** Opening Input data block **
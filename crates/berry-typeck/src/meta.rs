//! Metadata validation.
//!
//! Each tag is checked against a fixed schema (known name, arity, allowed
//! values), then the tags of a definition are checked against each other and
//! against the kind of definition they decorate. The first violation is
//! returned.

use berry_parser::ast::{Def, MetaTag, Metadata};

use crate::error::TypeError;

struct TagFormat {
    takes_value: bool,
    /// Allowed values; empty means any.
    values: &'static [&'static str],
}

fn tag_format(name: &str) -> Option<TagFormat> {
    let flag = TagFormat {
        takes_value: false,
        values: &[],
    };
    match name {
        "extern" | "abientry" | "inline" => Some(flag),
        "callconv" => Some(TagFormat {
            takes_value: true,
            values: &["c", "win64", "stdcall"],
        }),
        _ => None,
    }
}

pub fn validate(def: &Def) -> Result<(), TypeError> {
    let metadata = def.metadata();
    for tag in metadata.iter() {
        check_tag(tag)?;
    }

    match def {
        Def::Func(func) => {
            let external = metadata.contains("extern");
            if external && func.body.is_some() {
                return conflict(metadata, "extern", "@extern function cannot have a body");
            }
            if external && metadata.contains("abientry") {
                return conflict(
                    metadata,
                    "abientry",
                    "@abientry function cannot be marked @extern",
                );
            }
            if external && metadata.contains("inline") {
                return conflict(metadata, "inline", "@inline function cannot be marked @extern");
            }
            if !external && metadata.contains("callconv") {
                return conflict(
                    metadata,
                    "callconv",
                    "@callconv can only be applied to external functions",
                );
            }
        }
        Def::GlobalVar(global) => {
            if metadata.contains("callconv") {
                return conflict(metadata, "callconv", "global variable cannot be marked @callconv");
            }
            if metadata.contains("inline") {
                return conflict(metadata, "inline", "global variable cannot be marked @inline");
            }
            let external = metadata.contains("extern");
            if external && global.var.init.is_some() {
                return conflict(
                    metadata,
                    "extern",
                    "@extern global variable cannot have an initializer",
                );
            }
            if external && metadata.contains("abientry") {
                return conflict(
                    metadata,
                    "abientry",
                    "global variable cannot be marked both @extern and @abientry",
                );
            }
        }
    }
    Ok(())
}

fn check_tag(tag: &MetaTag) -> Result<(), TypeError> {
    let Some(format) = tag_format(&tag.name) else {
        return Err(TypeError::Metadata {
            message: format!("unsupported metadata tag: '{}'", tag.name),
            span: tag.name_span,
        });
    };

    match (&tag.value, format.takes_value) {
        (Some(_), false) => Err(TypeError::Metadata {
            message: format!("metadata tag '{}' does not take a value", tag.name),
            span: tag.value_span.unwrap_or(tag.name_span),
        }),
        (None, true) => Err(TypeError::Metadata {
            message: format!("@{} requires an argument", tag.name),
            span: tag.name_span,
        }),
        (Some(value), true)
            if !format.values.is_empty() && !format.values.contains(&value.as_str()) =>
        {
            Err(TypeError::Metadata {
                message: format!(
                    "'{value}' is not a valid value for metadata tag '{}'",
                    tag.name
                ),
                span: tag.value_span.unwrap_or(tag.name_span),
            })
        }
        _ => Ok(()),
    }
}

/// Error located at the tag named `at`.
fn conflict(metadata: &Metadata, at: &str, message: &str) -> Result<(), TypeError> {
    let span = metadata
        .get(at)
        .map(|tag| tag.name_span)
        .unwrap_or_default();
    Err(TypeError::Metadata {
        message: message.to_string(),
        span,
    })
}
** Closing Input data block **
** Opening Input data block **
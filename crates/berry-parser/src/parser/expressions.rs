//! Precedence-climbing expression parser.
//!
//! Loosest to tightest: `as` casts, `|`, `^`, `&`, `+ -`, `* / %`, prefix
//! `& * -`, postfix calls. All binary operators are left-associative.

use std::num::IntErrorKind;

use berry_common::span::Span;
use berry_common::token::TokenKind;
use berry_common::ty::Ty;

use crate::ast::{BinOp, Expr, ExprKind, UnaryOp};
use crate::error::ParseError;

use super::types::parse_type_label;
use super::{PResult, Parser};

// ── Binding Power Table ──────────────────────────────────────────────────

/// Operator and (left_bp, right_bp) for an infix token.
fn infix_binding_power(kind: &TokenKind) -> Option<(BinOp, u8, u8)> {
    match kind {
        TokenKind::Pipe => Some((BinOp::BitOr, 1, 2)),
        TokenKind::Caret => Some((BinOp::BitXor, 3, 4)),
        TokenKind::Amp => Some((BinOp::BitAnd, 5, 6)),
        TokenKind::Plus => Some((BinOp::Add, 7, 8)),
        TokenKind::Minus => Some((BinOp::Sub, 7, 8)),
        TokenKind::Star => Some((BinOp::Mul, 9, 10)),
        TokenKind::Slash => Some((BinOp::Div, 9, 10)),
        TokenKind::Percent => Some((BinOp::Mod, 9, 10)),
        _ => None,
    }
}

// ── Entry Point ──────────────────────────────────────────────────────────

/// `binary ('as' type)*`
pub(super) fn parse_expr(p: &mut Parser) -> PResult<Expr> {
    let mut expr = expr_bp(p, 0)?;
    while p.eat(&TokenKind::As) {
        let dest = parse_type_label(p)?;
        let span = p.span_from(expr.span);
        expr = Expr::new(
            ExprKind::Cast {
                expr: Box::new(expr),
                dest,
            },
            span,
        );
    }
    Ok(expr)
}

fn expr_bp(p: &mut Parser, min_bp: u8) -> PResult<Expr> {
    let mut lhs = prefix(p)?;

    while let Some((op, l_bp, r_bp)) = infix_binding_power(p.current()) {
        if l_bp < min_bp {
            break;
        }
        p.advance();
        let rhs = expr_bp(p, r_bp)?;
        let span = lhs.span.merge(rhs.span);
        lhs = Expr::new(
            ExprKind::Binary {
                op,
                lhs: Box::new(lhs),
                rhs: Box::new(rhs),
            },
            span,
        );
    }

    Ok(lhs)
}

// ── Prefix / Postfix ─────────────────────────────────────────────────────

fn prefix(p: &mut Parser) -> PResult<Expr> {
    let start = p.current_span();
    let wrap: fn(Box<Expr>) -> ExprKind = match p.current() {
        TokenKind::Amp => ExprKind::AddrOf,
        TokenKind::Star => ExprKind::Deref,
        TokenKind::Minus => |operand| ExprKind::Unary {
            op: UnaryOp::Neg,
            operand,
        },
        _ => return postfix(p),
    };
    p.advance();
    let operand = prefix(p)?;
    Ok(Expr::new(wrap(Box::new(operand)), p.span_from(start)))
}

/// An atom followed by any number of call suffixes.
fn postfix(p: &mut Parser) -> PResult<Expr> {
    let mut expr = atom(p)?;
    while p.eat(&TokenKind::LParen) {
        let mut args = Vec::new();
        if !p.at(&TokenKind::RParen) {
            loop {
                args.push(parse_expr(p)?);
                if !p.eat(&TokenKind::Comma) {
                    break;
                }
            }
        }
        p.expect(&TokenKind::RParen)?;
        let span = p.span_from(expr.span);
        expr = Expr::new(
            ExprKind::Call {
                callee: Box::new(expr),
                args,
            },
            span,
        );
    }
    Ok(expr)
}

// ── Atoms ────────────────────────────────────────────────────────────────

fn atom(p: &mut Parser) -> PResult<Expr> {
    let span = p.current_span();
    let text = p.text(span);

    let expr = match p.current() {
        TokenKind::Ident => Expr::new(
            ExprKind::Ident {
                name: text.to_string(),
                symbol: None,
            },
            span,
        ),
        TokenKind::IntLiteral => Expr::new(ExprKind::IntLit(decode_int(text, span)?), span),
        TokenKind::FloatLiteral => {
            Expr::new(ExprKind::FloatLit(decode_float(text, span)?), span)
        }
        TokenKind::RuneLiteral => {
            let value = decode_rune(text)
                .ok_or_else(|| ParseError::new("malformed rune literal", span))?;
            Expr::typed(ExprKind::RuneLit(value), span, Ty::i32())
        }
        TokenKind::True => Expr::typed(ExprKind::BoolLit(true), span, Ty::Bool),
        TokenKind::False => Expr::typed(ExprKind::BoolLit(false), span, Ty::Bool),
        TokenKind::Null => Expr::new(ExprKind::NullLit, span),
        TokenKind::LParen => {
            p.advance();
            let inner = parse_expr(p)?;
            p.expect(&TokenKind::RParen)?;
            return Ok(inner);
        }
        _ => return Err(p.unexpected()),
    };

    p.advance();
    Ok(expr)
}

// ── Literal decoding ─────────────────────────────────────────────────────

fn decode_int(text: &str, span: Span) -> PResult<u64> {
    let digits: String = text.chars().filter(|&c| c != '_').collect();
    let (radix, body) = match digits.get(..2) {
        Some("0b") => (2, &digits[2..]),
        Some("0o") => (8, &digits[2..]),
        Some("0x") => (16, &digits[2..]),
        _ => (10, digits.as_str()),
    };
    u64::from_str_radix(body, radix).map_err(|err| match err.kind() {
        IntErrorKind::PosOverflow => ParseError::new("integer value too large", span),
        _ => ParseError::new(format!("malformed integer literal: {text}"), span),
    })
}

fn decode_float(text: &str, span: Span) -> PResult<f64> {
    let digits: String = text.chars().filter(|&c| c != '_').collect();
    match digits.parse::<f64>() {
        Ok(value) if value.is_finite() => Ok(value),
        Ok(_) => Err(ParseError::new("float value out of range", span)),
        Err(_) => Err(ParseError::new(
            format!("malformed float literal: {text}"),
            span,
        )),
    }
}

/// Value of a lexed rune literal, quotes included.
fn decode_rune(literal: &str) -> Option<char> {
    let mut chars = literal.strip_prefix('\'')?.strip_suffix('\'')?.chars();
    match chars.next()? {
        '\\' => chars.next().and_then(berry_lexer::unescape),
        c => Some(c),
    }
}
** Closing Input data block **
** Opening Input data block **
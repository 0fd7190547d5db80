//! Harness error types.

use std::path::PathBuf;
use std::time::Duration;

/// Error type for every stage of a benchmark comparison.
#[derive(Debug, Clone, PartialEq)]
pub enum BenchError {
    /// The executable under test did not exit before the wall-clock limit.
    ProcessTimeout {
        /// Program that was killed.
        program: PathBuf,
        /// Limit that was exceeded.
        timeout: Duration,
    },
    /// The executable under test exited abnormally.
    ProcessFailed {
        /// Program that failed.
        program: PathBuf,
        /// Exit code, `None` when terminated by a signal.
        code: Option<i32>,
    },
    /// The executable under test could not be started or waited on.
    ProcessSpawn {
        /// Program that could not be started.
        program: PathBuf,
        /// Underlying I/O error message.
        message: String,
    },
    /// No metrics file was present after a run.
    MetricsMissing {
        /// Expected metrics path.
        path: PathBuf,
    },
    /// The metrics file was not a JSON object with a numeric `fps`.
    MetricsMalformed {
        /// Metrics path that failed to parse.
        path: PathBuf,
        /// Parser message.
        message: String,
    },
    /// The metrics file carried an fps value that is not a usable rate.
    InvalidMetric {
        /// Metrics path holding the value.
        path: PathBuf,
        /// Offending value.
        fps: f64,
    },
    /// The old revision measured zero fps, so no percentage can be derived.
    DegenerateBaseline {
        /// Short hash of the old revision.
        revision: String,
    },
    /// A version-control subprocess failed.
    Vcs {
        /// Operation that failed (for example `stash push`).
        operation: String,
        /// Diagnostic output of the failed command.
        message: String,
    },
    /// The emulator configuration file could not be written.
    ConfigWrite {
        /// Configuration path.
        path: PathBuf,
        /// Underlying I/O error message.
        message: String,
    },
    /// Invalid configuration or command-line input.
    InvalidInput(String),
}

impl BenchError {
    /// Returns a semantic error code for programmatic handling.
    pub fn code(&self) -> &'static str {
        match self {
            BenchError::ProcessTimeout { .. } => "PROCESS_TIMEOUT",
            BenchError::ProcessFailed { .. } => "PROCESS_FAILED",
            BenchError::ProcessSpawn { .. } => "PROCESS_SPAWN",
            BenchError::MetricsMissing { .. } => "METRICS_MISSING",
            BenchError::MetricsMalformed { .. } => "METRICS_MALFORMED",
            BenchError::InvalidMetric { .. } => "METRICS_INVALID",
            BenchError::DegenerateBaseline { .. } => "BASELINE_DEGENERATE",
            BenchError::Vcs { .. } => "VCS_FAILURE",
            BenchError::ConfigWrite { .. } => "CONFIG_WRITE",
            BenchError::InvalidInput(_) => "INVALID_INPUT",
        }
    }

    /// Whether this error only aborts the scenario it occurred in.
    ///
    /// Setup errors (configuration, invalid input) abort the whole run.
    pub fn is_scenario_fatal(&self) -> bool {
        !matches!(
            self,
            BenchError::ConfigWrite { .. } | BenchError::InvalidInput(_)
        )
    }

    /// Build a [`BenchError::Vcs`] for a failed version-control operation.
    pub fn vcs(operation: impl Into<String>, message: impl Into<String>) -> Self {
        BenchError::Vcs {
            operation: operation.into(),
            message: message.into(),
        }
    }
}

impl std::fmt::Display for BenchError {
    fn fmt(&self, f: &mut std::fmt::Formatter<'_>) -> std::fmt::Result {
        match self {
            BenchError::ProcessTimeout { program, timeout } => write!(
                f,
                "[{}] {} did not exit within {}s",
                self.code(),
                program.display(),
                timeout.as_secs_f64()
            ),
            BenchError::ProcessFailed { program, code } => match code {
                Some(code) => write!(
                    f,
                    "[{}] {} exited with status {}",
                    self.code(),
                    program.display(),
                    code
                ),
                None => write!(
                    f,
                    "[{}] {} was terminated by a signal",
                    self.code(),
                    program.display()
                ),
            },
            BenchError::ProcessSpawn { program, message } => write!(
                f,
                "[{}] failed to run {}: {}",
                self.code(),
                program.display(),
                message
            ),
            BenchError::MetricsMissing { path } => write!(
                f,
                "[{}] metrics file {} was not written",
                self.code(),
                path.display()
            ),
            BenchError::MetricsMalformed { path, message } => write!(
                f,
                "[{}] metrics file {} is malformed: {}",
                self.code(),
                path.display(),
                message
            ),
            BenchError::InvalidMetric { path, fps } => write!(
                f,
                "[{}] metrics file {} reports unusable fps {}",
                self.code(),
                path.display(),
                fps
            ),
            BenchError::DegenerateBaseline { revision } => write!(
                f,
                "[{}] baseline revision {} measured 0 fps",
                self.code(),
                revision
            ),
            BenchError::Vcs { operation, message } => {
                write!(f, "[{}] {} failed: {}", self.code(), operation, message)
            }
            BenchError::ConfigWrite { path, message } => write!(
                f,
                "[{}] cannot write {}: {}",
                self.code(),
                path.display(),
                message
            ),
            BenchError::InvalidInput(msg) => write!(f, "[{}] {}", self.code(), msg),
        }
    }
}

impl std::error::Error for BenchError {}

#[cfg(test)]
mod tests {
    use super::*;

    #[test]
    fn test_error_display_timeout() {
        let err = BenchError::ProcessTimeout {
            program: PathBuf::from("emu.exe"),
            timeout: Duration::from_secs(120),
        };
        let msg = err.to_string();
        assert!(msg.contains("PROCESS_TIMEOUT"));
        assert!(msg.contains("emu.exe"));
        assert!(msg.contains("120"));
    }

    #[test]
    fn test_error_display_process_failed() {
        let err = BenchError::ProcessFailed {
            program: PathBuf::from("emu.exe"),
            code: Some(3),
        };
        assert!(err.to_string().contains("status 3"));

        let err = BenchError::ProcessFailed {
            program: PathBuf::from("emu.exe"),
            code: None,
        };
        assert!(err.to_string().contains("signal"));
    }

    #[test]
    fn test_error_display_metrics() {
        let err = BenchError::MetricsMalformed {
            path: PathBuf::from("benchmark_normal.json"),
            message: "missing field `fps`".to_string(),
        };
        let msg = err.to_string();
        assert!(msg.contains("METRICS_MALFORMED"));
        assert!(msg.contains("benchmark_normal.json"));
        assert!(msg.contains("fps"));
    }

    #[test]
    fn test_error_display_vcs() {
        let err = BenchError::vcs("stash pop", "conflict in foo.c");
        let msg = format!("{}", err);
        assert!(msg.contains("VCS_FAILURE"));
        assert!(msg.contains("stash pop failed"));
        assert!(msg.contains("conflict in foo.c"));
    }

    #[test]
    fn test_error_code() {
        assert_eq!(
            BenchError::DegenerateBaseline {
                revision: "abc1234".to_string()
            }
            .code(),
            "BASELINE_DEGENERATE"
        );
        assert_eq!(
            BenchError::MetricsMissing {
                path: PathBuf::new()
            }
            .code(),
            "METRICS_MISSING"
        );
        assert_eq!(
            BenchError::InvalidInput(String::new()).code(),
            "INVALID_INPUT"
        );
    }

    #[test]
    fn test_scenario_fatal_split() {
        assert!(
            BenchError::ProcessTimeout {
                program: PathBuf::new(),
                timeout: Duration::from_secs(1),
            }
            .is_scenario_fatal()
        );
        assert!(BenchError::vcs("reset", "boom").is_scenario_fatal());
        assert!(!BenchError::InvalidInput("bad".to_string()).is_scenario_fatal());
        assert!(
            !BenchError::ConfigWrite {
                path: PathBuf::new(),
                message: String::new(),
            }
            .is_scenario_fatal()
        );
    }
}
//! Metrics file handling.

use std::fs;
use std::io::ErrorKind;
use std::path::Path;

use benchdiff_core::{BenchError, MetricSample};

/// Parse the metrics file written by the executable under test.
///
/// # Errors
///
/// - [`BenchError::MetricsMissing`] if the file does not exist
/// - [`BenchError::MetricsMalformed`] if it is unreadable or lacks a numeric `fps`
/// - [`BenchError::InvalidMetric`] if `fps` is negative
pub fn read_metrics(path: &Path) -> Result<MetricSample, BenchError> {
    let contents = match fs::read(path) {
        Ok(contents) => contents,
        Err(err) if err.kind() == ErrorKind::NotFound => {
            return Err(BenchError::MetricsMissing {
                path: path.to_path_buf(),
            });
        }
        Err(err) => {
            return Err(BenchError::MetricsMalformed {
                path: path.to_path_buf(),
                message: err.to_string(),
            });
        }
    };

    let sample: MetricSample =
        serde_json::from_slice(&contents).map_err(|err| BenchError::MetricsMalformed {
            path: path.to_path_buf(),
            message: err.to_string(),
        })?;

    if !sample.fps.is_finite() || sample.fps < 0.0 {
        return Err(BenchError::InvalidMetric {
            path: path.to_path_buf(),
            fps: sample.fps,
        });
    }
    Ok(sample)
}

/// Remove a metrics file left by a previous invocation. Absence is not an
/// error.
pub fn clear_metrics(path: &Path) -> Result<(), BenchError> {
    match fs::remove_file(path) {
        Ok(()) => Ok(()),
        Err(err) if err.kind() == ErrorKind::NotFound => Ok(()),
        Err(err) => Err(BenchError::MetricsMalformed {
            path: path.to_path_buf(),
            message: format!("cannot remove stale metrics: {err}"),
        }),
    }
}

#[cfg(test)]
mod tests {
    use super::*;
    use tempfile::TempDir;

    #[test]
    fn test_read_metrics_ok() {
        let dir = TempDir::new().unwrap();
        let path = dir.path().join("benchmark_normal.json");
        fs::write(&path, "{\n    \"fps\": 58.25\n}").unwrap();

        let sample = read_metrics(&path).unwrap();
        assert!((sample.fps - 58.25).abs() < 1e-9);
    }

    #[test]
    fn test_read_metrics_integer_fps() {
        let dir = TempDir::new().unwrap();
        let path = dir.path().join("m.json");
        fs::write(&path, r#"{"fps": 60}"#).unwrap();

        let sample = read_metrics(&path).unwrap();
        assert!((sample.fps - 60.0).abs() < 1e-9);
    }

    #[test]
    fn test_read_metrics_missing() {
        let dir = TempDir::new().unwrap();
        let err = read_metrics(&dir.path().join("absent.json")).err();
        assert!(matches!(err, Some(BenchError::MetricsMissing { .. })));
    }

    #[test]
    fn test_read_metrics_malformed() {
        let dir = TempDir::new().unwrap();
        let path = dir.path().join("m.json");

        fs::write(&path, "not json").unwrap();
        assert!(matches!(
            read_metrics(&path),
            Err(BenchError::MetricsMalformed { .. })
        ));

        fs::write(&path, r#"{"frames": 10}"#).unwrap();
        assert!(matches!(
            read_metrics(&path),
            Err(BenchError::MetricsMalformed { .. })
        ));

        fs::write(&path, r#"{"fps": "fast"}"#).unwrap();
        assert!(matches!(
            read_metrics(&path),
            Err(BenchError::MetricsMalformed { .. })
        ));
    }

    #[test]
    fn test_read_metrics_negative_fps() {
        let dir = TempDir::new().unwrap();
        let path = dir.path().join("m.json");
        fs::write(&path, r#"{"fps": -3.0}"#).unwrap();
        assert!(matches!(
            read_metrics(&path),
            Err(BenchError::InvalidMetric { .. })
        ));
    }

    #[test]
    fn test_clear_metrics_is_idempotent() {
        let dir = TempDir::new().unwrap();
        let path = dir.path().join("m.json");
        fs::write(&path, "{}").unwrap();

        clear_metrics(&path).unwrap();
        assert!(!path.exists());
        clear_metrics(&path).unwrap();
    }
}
** Closing Input data block **
Above are the records. Copy every line in them holding "MetaTag".

use berry_parser::ast::{Def, MetaTag, Metadata};
fn check_tag(tag: &MetaTag) -> Result<(), TypeError> {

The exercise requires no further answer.